The coronavirus is hastening an already fast-moving trend, that being shoppers’ preference for online retail over brick-and-mortar stores. With malls and non-essential stores currently shuttered, e-commerce is booming and that puts the spotlight on the ProShares Long Online/Short Stores ETF (NYSEArca: CLIX).

CLIX tracks the ProShares Long Online/Short Stores Index, which combines two specialized retail indexes into one. It is 100% long the ProShares Online Retail Index, which includes retailers that primarily sell online or through other non-store channels, and 50% short the Solactive-ProShares Bricks and Mortar Retail Store Index that brings together traditional in-store retailers. So, the strategy benefits from the decreased foot traffic to traditional brick-and-mortar shops and from the increased reliance on online sales as more people shop at home.
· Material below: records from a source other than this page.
use std::sync::Arc;

use tracing::{error, info};

use taskflow_core::domain::generation::{GeneratedPrd, GenerationResult};
use taskflow_core::domain::memory::{MemoryRecord, PRD_TOPICS};
use taskflow_core::errors::GenerationError;
use taskflow_core::extract::extract_fenced_block;
use taskflow_db::repositories::MemoryRepository;

use crate::llm::LlmClient;
use crate::prompt::PromptBuilder;

const DEFAULT_PROJECT_NAME: &str = "Unnamed Project";

/// BRD → PRD orchestration. Strictly linear: build prompt, one awaited
/// model call, extract, record memory, report. Failures surface as typed
/// errors; nothing propagates as a panic.
pub struct PrdGenerator {
    llm: Arc<dyn LlmClient>,
    memory: Arc<dyn MemoryRepository>,
    prompts: PromptBuilder,
}

impl PrdGenerator {
    pub fn new(
        llm: Arc<dyn LlmClient>,
        memory: Arc<dyn MemoryRepository>,
        prompts: PromptBuilder,
    ) -> Self {
        Self { llm, memory, prompts }
    }

    pub async fn generate(
        &self,
        brd: &str,
        project_name: Option<&str>,
        user_id: Option<&str>,
    ) -> Result<GeneratedPrd, GenerationError> {
        let project_name = project_name.unwrap_or(DEFAULT_PROJECT_NAME);
        info!(event_name = "prd.generate.start", project_name, "generating PRD");

        let outcome = self.run(brd, project_name, user_id).await;
        match &outcome {
            Ok(_) => {
                info!(event_name = "prd.generate.success", project_name, "PRD generated");
            }
            Err(err) => {
                error!(event_name = "prd.generate.failed", project_name, error = %err, "PRD generation failed");
            }
        }
        outcome
    }

    /// Same as [`generate`](Self::generate), reported as the status-tagged
    /// envelope for callers that serialize the outcome.
    pub async fn generate_report(
        &self,
        brd: &str,
        project_name: Option<&str>,
        user_id: Option<&str>,
    ) -> GenerationResult {
        self.generate(brd, project_name, user_id).await.into()
    }

    async fn run(
        &self,
        brd: &str,
        project_name: &str,
        user_id: Option<&str>,
    ) -> Result<GeneratedPrd, GenerationError> {
        let prompt = self.prompts.prd_prompt(brd)?;

        let response = self
            .llm
            .complete(&prompt)
            .await
            .map_err(|source| GenerationError::Provider(source.to_string()))?;

        let content = extract_fenced_block(&response).to_string();
        if content.is_empty() {
            return Err(GenerationError::provider("model returned empty content"));
        }

        if let Some(user_id) = user_id {
            let record = MemoryRecord::new(
                user_id,
                format!("Project PRD:\n```markdown\n{content}\n```"),
            )
            .with_topics(PRD_TOPICS);
            self.memory
                .add_user_memory(record)
                .await
                .map_err(|source| GenerationError::Persistence(source.to_string()))?;
        }

        Ok(GeneratedPrd { content, project_name: project_name.to_string() })
    }
}

#[cfg(test)]
mod tests {
    use std::sync::Arc;

    use anyhow::{anyhow, Result};
    use async_trait::async_trait;

    use taskflow_core::config::TemplateConfig;
    use taskflow_core::domain::generation::GenerationResult;
    use taskflow_core::domain::memory::PRD_TOPICS;
    use taskflow_core::errors::GenerationError;
    use taskflow_db::repositories::{InMemoryMemoryRepository, MemoryRepository};

    use super::PrdGenerator;
    use crate::llm::LlmClient;
    use crate::prompt::PromptBuilder;

    struct FixedResponseClient(&'static str);

    #[async_trait]
    impl LlmClient for FixedResponseClient {
        async fn complete(&self, _prompt: &str) -> Result<String> {
            Ok(self.0.to_string())
        }
    }

    struct FailingClient;

    #[async_trait]
    impl LlmClient for FailingClient {
        async fn complete(&self, _prompt: &str) -> Result<String> {
            Err(anyhow!("network unreachable"))
        }
    }

    fn generator(
        llm: impl LlmClient + 'static,
    ) -> (PrdGenerator, Arc<InMemoryMemoryRepository>) {
        let memory = Arc::new(InMemoryMemoryRepository::default());
        let prompts = PromptBuilder::new(&TemplateConfig::default()).expect("prompts");
        (PrdGenerator::new(Arc::new(llm), memory.clone(), prompts), memory)
    }

    #[tokio::test]
    async fn success_returns_trimmed_inner_markdown() {
        let (generator, _memory) = generator(FixedResponseClient(
            "```markdown\n# PRD\n\n## Introduction\nA widget store.\n```  \n",
        ));

        let prd = generator.generate("BRD text", Some("Widget Store"), None).await.expect("prd");
        assert_eq!(prd.content, "# PRD\n\n## Introduction\nA widget store.");
        assert_eq!(prd.project_name, "Widget Store");
    }

    #[tokio::test]
    async fn success_with_user_id_records_memory_with_prd_topics() {
        let (generator, memory) =
            generator(FixedResponseClient("```markdown\n# PRD\n```"));

        generator.generate("BRD text", None, Some("user-7")).await.expect("prd");

        let records = memory.list_for_user("user-7").await.expect("list");
        assert_eq!(records.len(), 1);
        assert!(records[0].memory.contains("# PRD"));
        for topic in PRD_TOPICS {
            assert!(records[0].topics.contains(topic));
        }
    }

    #[tokio::test]
    async fn success_without_user_id_skips_memory() {
        let (generator, memory) =
            generator(FixedResponseClient("```markdown\n# PRD\n```"));

        generator.generate("BRD text", None, None).await.expect("prd");
        assert!(memory.is_empty().await);
    }

    #[tokio::test]
    async fn provider_failure_is_reported_and_memory_is_never_written() {
        let (generator, memory) = generator(FailingClient);

        let err = generator
            .generate("BRD text", None, Some("user-7"))
            .await
            .expect_err("should fail");
        assert!(matches!(err, GenerationError::Provider(_)));
        assert!(err.to_string().contains("network unreachable"));
        assert!(memory.is_empty().await);
    }

    #[tokio::test]
    async fn unfenced_response_degrades_to_raw_text() {
        let (generator, _memory) =
            generator(FixedResponseClient("  # PRD without fences\ncontent  "));

        let prd = generator.generate("BRD text", None, None).await.expect("prd");
        assert_eq!(prd.content, "# PRD without fences\ncontent");
    }

    #[tokio::test]
    async fn default_project_name_applies() {
        let (generator, _memory) = generator(FixedResponseClient("```markdown\n# PRD\n```"));
        let prd = generator.generate("BRD text", None, None).await.expect("prd");
        assert_eq!(prd.project_name, "Unnamed Project");
    }

    #[tokio::test]
    async fn report_envelope_wraps_failures_without_panicking() {
        let (generator, _memory) = generator(FailingClient);
        let result = generator.generate_report("BRD text", None, None).await;

        match result {
            GenerationResult::Error { error } => assert!(error.contains("network unreachable")),
            GenerationResult::Success { .. } => panic!("expected error envelope"),
        }
    }
}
Data confirm that COVID-19 is adversely impacting some old school retailers.

“We project retail discretionary spending will decline 40%-50% in first-half 2020, with a slow rate of improvement expected through the summer from a current 80%-90% decline in sales if stores start to open mid-May or early June,” said Fitch Ratings in a recent note.

Call on CLIX

E-commerce sales are growing at a rapid pace and undermining in-store retail as consumer habits change and shoppers move online. As popular as they may seem now, online retailers like Amazon and Alibaba only account for about 10% of global retail sales, leaving tremendous room for growth.

Adding to the case for the CLIX long/short strategy is that many brick-and-mortar are under cash flow duress and credit rating pressure.
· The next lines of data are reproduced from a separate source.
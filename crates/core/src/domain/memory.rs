use std::collections::BTreeSet;

use chrono::{DateTime, Utc};
use serde::{Deserialize, Serialize};
use uuid::Uuid;

/// Topic labels attached to generated PRDs so the same user/session can
/// retrieve them later.
pub const PRD_TOPICS: [&str; 2] = ["PRD", "Product Requirements Document"];

/// A persisted memory entry keyed by the user/session that requested the
/// generation.
#[derive(Clone, Debug, PartialEq, Eq, Serialize, Deserialize)]
pub struct MemoryRecord {
    pub id: Uuid,
    pub user_id: String,
    pub memory: String,
    pub topics: BTreeSet<String>,
    pub created_at: DateTime<Utc>,
}

impl MemoryRecord {
    pub fn new(user_id: impl Into<String>, memory: impl Into<String>) -> Self {
        Self {
            id: Uuid::new_v4(),
            user_id: user_id.into(),
            memory: memory.into(),
            topics: BTreeSet::new(),
            created_at: Utc::now(),
        }
    }

    pub fn with_topics<I, S>(mut self, topics: I) -> Self
    where
        I: IntoIterator<Item = S>,
        S: Into<String>,
    {
        self.topics = topics.into_iter().map(Into::into).collect();
        self
    }
}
“In addition to the recent downgrades, the Rating Outlooks for most of these discretionary retailers have been placed on Negative on the expectation of significantly lower EBITDA and cash flow in 2020 and the unclear shape of the recovery,” said Fitch. “Numerous unknowns remain including the length of the outbreak, the timeframe for a full reopening of retail locations and the cadence at which it is achieved, and unemployment and household income trends exiting the pandemic.”

While some retailers are responding to the challenges presented by COVID-19 with cost-saving measures, those moves could prove inadequate in a prolonged research.
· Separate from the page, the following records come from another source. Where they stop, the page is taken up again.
use std::env;
use std::fs;
use std::path::{Path, PathBuf};

use secrecy::SecretString;
use serde::{Deserialize, Serialize};
use thiserror::Error;

#[derive(Clone, Debug)]
pub struct AppConfig {
    pub llm: LlmConfig,
    pub memory: MemoryConfig,
    pub templates: TemplateConfig,
    pub logging: LoggingConfig,
}

#[derive(Clone, Debug)]
pub struct LlmConfig {
    pub provider: ModelProvider,
    pub model: String,
    pub api_key: Option<SecretString>,
    pub base_url: Option<String>,
    pub timeout_secs: u64,
}

#[derive(Clone, Debug)]
pub struct MemoryConfig {
    pub database_url: String,
    pub max_connections: u32,
    pub timeout_secs: u64,
}

#[derive(Clone, Debug, Default)]
pub struct TemplateConfig {
    /// Optional on-disk PRD reference template; absence is tolerated.
    pub prd_template_path: Option<PathBuf>,
}

#[derive(Clone, Debug)]
pub struct LoggingConfig {
    pub level: String,
    pub format: LogFormat,
}

#[derive(Clone, Copy, Debug, PartialEq, Eq, Serialize, Deserialize)]
#[serde(rename_all = "snake_case")]
pub enum ModelProvider {
    Groq,
    Gemini,
    OpenAi,
    OpenAiCompatible,
    Mistral,
}

#[derive(Clone, Copy, Debug, PartialEq, Eq, Serialize, Deserialize)]
#[serde(rename_all = "snake_case")]
pub enum LogFormat {
    Compact,
    Pretty,
    Json,
}

#[derive(Clone, Debug, Default)]
pub struct ConfigOverrides {
    pub provider: Option<ModelProvider>,
    pub model: Option<String>,
    pub api_key: Option<String>,
    pub base_url: Option<String>,
    pub database_url: Option<String>,
    pub prd_template_path: Option<PathBuf>,
    pub log_level: Option<String>,
}

#[derive(Clone, Debug, Default)]
pub struct LoadOptions {
    pub config_path: Option<PathBuf>,
    pub require_file: bool,
    pub overrides: ConfigOverrides,
}

#[derive(Debug, Error)]
pub enum ConfigError {
    #[error("could not read config file `{path}`: {source}")]
    ReadFile { path: PathBuf, source: std::io::Error },
    #[error("could not parse config file `{path}`: {source}")]
    ParseFile { path: PathBuf, source: toml::de::Error },
    #[error("required config file was not found: `{0}`")]
    MissingConfigFile(PathBuf),
    #[error("invalid environment override for `{key}`: `{value}`")]
    InvalidEnvOverride { key: String, value: String },
    #[error("configuration validation failed: {0}")]
    Validation(String),
}

impl Default for AppConfig {
    fn default() -> Self {
        Self {
            llm: LlmConfig {
                provider: ModelProvider::Groq,
                model: "llama-3.3-70b-versatile".to_string(),
                api_key: None,
                base_url: None,
                timeout_secs: 120,
            },
            memory: MemoryConfig {
                database_url: "sqlite://taskflow.db".to_string(),
                max_connections: 5,
                timeout_secs: 30,
            },
            templates: TemplateConfig::default(),
            logging: LoggingConfig { level: "info".to_string(), format: LogFormat::Compact },
        }
    }
}

impl std::str::FromStr for ModelProvider {
    type Err = ConfigError;

    fn from_str(value: &str) -> Result<Self, Self::Err> {
        match value.trim().to_ascii_lowercase().as_str() {
            "groq" => Ok(Self::Groq),
            "gemini" => Ok(Self::Gemini),
            "openai" => Ok(Self::OpenAi),
            "openai_like" | "openai_compatible" => Ok(Self::OpenAiCompatible),
            "mistral" => Ok(Self::Mistral),
            other => Err(ConfigError::Validation(format!(
                "unsupported model provider `{other}` (expected groq|gemini|openai|openai_compatible|mistral)"
            ))),
        }
    }
}

impl std::str::FromStr for LogFormat {
    type Err = ConfigError;

    fn from_str(value: &str) -> Result<Self, Self::Err> {
        match value.trim().to_ascii_lowercase().as_str() {
            "compact" => Ok(Self::Compact),
            "pretty" => Ok(Self::Pretty),
            "json" => Ok(Self::Json),
            other => Err(ConfigError::Validation(format!(
                "unsupported log format `{other}` (expected compact|pretty|json)"
            ))),
        }
    }
}

impl AppConfig {
    pub fn load(options: LoadOptions) -> Result<Self, ConfigError> {
        let mut config = Self::default();
        let maybe_path = resolve_config_path(options.config_path.as_deref());

        if let Some(path) = maybe_path {
            let patch = read_patch(&path)?;
            config.apply_patch(patch);
        } else if options.require_file {
            let expected = options.config_path.unwrap_or_else(|| PathBuf::from("taskflow.toml"));
            return Err(ConfigError::MissingConfigFile(expected));
        }

        config.apply_env_overrides()?;
        config.apply_overrides(options.overrides);
        config.validate()?;

        Ok(config)
    }

    fn apply_patch(&mut self, patch: ConfigPatch) {
        if let Some(llm) = patch.llm {
            if let Some(provider) = llm.provider {
                self.llm.provider = provider;
            }
            if let Some(model) = llm.model {
                self.llm.model = model;
            }
            if let Some(api_key) = llm.api_key {
                self.llm.api_key = Some(api_key.into());
            }
            if let Some(base_url) = llm.base_url {
                self.llm.base_url = Some(base_url);
            }
            if let Some(timeout_secs) = llm.timeout_secs {
                self.llm.timeout_secs = timeout_secs;
            }
        }

        if let Some(memory) = patch.memory {
            if let Some(database_url) = memory.database_url {
                self.memory.database_url = database_url;
            }
            if let Some(max_connections) = memory.max_connections {
                self.memory.max_connections = max_connections;
            }
            if let Some(timeout_secs) = memory.timeout_secs {
                self.memory.timeout_secs = timeout_secs;
            }
        }

        if let Some(templates) = patch.templates {
            if let Some(prd_template_path) = templates.prd_template_path {
                self.templates.prd_template_path = Some(prd_template_path);
            }
        }

        if let Some(logging) = patch.logging {
            if let Some(level) = logging.level {
                self.logging.level = level;
            }
            if let Some(format) = logging.format {
                self.logging.format = format;
            }
        }
    }

    fn apply_env_overrides(&mut self) -> Result<(), ConfigError> {
        if let Some(value) = read_env("TASKFLOW_LLM_PROVIDER") {
            self.llm.provider = value.parse()?;
        }
        if let Some(value) = read_env("TASKFLOW_LLM_MODEL") {
            self.llm.model = value;
        }
        if let Some(value) = read_env("TASKFLOW_LLM_API_KEY") {
            self.llm.api_key = Some(value.into());
        }
        if let Some(value) = read_env("TASKFLOW_LLM_BASE_URL") {
            self.llm.base_url = Some(value);
        }
        if let Some(value) = read_env("TASKFLOW_LLM_TIMEOUT_SECS") {
            self.llm.timeout_secs = parse_u64("TASKFLOW_LLM_TIMEOUT_SECS", &value)?;
        }

        if let Some(value) = read_env("TASKFLOW_MEMORY_DATABASE_URL") {
            self.memory.database_url = value;
        }
        if let Some(value) = read_env("TASKFLOW_MEMORY_MAX_CONNECTIONS") {
            self.memory.max_connections = parse_u32("TASKFLOW_MEMORY_MAX_CONNECTIONS", &value)?;
        }
        if let Some(value) = read_env("TASKFLOW_MEMORY_TIMEOUT_SECS") {
            self.memory.timeout_secs = parse_u64("TASKFLOW_MEMORY_TIMEOUT_SECS", &value)?;
        }

        if let Some(value) = read_env("TASKFLOW_PRD_TEMPLATE_PATH") {
            self.templates.prd_template_path = Some(PathBuf::from(value));
        }

        if let Some(value) = read_env("TASKFLOW_LOG_LEVEL") {
            self.logging.level = value;
        }
        if let Some(value) = read_env("TASKFLOW_LOG_FORMAT") {
            self.logging.format = value.parse()?;
        }

        Ok(())
    }

    fn apply_overrides(&mut self, overrides: ConfigOverrides) {
        if let Some(provider) = overrides.provider {
            self.llm.provider = provider;
        }
        if let Some(model) = overrides.model {
            self.llm.model = model;
        }
        if let Some(api_key) = overrides.api_key {
            self.llm.api_key = Some(api_key.into());
        }
        if let Some(base_url) = overrides.base_url {
            self.llm.base_url = Some(base_url);
        }
        if let Some(database_url) = overrides.database_url {
            self.memory.database_url = database_url;
        }
        if let Some(prd_template_path) = overrides.prd_template_path {
            self.templates.prd_template_path = Some(prd_template_path);
        }
        if let Some(log_level) = overrides.log_level {
            self.logging.level = log_level;
        }
    }

    pub fn validate(&self) -> Result<(), ConfigError> {
        if self.llm.model.trim().is_empty() {
            return Err(ConfigError::Validation("llm.model must not be empty".to_string()));
        }
        if self.llm.timeout_secs == 0 {
            return Err(ConfigError::Validation("llm.timeout_secs must be positive".to_string()));
        }
        if self.llm.provider == ModelProvider::OpenAiCompatible && self.llm.base_url.is_none() {
            return Err(ConfigError::Validation(
                "llm.base_url is required for the openai_compatible provider".to_string(),
            ));
        }
        if self.memory.database_url.trim().is_empty() {
            return Err(ConfigError::Validation(
                "memory.database_url must not be empty".to_string(),
            ));
        }
        if self.memory.max_connections == 0 {
            return Err(ConfigError::Validation(
                "memory.max_connections must be positive".to_string(),
            ));
        }
        Ok(())
    }
}

fn resolve_config_path(explicit_path: Option<&Path>) -> Option<PathBuf> {
    if let Some(path) = explicit_path {
        return path.exists().then_some(path.to_path_buf());
    }

    [PathBuf::from("taskflow.toml"), PathBuf::from("config/taskflow.toml")]
        .into_iter()
        .find(|path| path.exists())
}

fn read_patch(path: &Path) -> Result<ConfigPatch, ConfigError> {
    let raw = fs::read_to_string(path)
        .map_err(|source| ConfigError::ReadFile { path: path.to_path_buf(), source })?;

    toml::from_str::<ConfigPatch>(&raw)
        .map_err(|source| ConfigError::ParseFile { path: path.to_path_buf(), source })
}

fn read_env(key: &str) -> Option<String> {
    env::var(key).ok().map(|value| value.trim().to_string()).filter(|value| !value.is_empty())
}

fn parse_u32(key: &str, value: &str) -> Result<u32, ConfigError> {
    value.parse().map_err(|_| ConfigError::InvalidEnvOverride {
        key: key.to_string(),
        value: value.to_string(),
    })
}

fn parse_u64(key: &str, value: &str) -> Result<u64, ConfigError> {
    value.parse().map_err(|_| ConfigError::InvalidEnvOverride {
        key: key.to_string(),
        value: value.to_string(),
    })
}

#[derive(Debug, Default, Deserialize)]
struct ConfigPatch {
    llm: Option<LlmPatch>,
    memory: Option<MemoryPatch>,
    templates: Option<TemplatePatch>,
    logging: Option<LoggingPatch>,
}

#[derive(Debug, Deserialize)]
struct LlmPatch {
    provider: Option<ModelProvider>,
    model: Option<String>,
    api_key: Option<String>,
    base_url: Option<String>,
    timeout_secs: Option<u64>,
}

#[derive(Debug, Deserialize)]
struct MemoryPatch {
    database_url: Option<String>,
    max_connections: Option<u32>,
    timeout_secs: Option<u64>,
}

#[derive(Debug, Deserialize)]
struct TemplatePatch {
    prd_template_path: Option<PathBuf>,
}

#[derive(Debug, Deserialize)]
struct LoggingPatch {
    level: Option<String>,
    format: Option<LogFormat>,
}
“Retailers have responded to the pandemic with a variety of operating and cash flow preservation initiatives, including cost reduction in both operating structures and capex, pulling back on inventory buys, proactive credit facility draws, and suspension of share buybacks and dividends,” according to Fitch. “Despite these actions, leverage profiles for retailers in discretionary categories are expected to materially weaken in 2020, well outside rating sensitivity levels, before improving somewhat in 2021.”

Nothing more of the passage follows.